I genuinely do not see the point you’re trying to make. Is it that pollution == lower birth rate? I’d imagine there are many factors besides pollution that may influence why certain regions have more birth rates than others.
The places with high birth rates are economically undeveloped, so the people there consume very few resources, produce very little pollution and have negligible impact on the environment. One person in the US produces the same amount of CO2 as 150 people in DR Congo. That disparity is broadly similar for metrics like land use, water use, soil depletion, waste production etc.
The number of people being born in very poor countries is essentially irrelevant compared to the consumption choices of people in rich countries. Based on current trends, the global population is expected to peak at around 10 billion, but the planet is comfortably capable of sustaining billions more if we can find a middle ground in resource use between the dire poverty of DR Congo and the wanton profligacy of the US. Talking about birth rates in relation to climate change is at best a misguided distraction and at worst wilful misdirection.

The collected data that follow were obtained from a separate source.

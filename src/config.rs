//! Runtime configuration. Settings are read from an optional TOML file and
//! then overridden by `RPS__<SECTION>__<KEY>` environment variables

use crate::decoder::PixelScale;
use config::{Config, Environment, File, FileFormat};
use serde::Deserialize;
use std::path::PathBuf;

/// Default configuration file, used when none is given on the command line
pub const DEFAULT_CONFIG_FILE: &str = "rps.toml";

/// Prefix for environment overrides
const ENV_PREFIX: &str = "RPS";

#[derive(Debug, thiserror::Error)]
pub enum ConfigError {
    #[error("failed to load configuration: {0}")]
    Load(#[from] config::ConfigError),

    #[error("invalid value for '{field}': {reason}")]
    InvalidValue { field: &'static str, reason: String },
}

#[derive(Debug, Clone, Deserialize, Default)]
#[serde(default)]
pub struct Settings {
    pub server: ServerSettings,
    pub model: ModelSettings,
    pub decoder: DecoderSettings,
    pub log: LogSettings,
    pub train: TrainSettings,
}

#[derive(Debug, Clone, Deserialize)]
#[serde(default)]
pub struct ServerSettings {
    pub host: String,
    pub port: u16,

    /// Largest accepted JSON body, in bytes
    pub max_payload_bytes: usize,

    /// Serve this file at `/` instead of the built-in capture page
    pub static_page: Option<PathBuf>,
}

impl Default for ServerSettings {
    fn default() -> Self {
        Self {
            host: "0.0.0.0".into(),
            port: 5001,
            max_payload_bytes: 8 * 1024 * 1024,
            static_page: None,
        }
    }
}

/// Which tch backend runs the forward pass
#[derive(Debug, Clone, Copy, PartialEq, Eq, Deserialize)]
#[serde(rename_all = "lowercase")]
pub enum Backend {
    /// A serialized TorchScript module
    TorchScript,

    /// `RpsNet` weights written by the trainer
    Native,
}

#[derive(Debug, Clone, Deserialize)]
#[serde(default)]
pub struct ModelSettings {
    pub path: PathBuf,
    pub backend: Backend,

    /// Permute NHWC input to NCHW before calling a TorchScript module
    pub channels_first: bool,
}

impl Default for ModelSettings {
    fn default() -> Self {
        Self {
            path: "rps_model.pt".into(),
            backend: Backend::TorchScript,
            channels_first: false,
        }
    }
}

#[derive(Debug, Clone, Deserialize)]
#[serde(default)]
pub struct DecoderSettings {
    pub pixel_scale: PixelScale,

    /// Source images wider or taller than this are rejected
    pub max_dimension: u32,

    /// Upper bound on the bytes a codec may allocate for one frame. The
    /// effective budget is the smaller of this and `max_dimension² × 4`
    pub max_alloc_bytes: u64,
}

impl Default for DecoderSettings {
    fn default() -> Self {
        Self {
            pixel_scale: PixelScale::Raw,
            max_dimension: 4096,
            max_alloc_bytes: 64 * 1024 * 1024,
        }
    }
}

#[derive(Debug, Clone, Deserialize)]
#[serde(default)]
pub struct LogSettings {
    /// An `EnvFilter` directive
    pub level: String,
}

impl Default for LogSettings {
    fn default() -> Self {
        Self {
            level: "info".into(),
        }
    }
}

#[derive(Debug, Clone, Deserialize)]
#[serde(default)]
pub struct TrainSettings {
    pub dataset_dir: PathBuf,
    pub output: PathBuf,
    pub epochs: usize,
    pub batch_size: usize,
    pub learning_rate: f64,

    /// Fraction of each class held out for validation
    pub validation_split: f64,

    /// Write per-epoch metrics here as JSON
    pub history: Option<PathBuf>,
}

impl Default for TrainSettings {
    fn default() -> Self {
        Self {
            dataset_dir: "./dataset".into(),
            output: "rps_model.ot".into(),
            epochs: 10,
            batch_size: 32,
            learning_rate: 1e-3,
            validation_split: 0.2,
            history: None,
        }
    }
}

impl Settings {
    /// Load settings from `path` (which may not exist) and the environment
    pub fn load(path: &str) -> Result<Self, ConfigError> {
        let builder = Config::builder()
            .add_source(File::with_name(path).format(FileFormat::Toml).required(false))
            .add_source(Environment::with_prefix(ENV_PREFIX).separator("__"));
        Self::build(builder)
    }

    /// Load settings from an in-memory TOML document, ignoring the environment
    pub fn from_toml(doc: &str) -> Result<Self, ConfigError> {
        Self::build(Config::builder().add_source(File::from_str(doc, FileFormat::Toml)))
    }

    fn build(
        builder: config::ConfigBuilder<config::builder::DefaultState>,
    ) -> Result<Self, ConfigError> {
        let settings: Settings = builder.build()?.try_deserialize()?;
        settings.validate()?;
        Ok(settings)
    }

    pub fn validate(&self) -> Result<(), ConfigError> {
        if self.server.port == 0 {
            return Err(invalid("server.port", "must be non-zero"));
        }
        if self.decoder.max_dimension == 0 {
            return Err(invalid("decoder.max_dimension", "must be non-zero"));
        }
        if self.decoder.max_alloc_bytes == 0 {
            return Err(invalid("decoder.max_alloc_bytes", "must be non-zero"));
        }
        if self.train.epochs == 0 {
            return Err(invalid("train.epochs", "must be non-zero"));
        }
        if self.train.batch_size == 0 {
            return Err(invalid("train.batch_size", "must be non-zero"));
        }
        if !(0.0..1.0).contains(&self.train.validation_split) {
            return Err(invalid(
                "train.validation_split",
                format!("{} is outside [0, 1)", self.train.validation_split),
            ));
        }
        Ok(())
    }
}

fn invalid(field: &'static str, reason: impl Into<String>) -> ConfigError {
    ConfigError::InvalidValue {
        field,
        reason: reason.into(),
    }
}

We don't expect or desire (or IMHO even consider it acceptable) for these places to stay poor - the less developed countries on average have had steady improvements, a major reduction in poverty and the associated increase in consumption. The growth in emissions of China are not caused by some population growth but by the increase in prosperity of Chinese people, and we'd also expect places like DR Congo to steadily grow their consumption-per-capita.
The US currently has what was once the Earth's entire population. Much of the population can be explained by a steady flow of relatively poor immigrants.
The people in the high population growth rate regions aren't going to stay there, and their emissions will look similar to the nations they move to.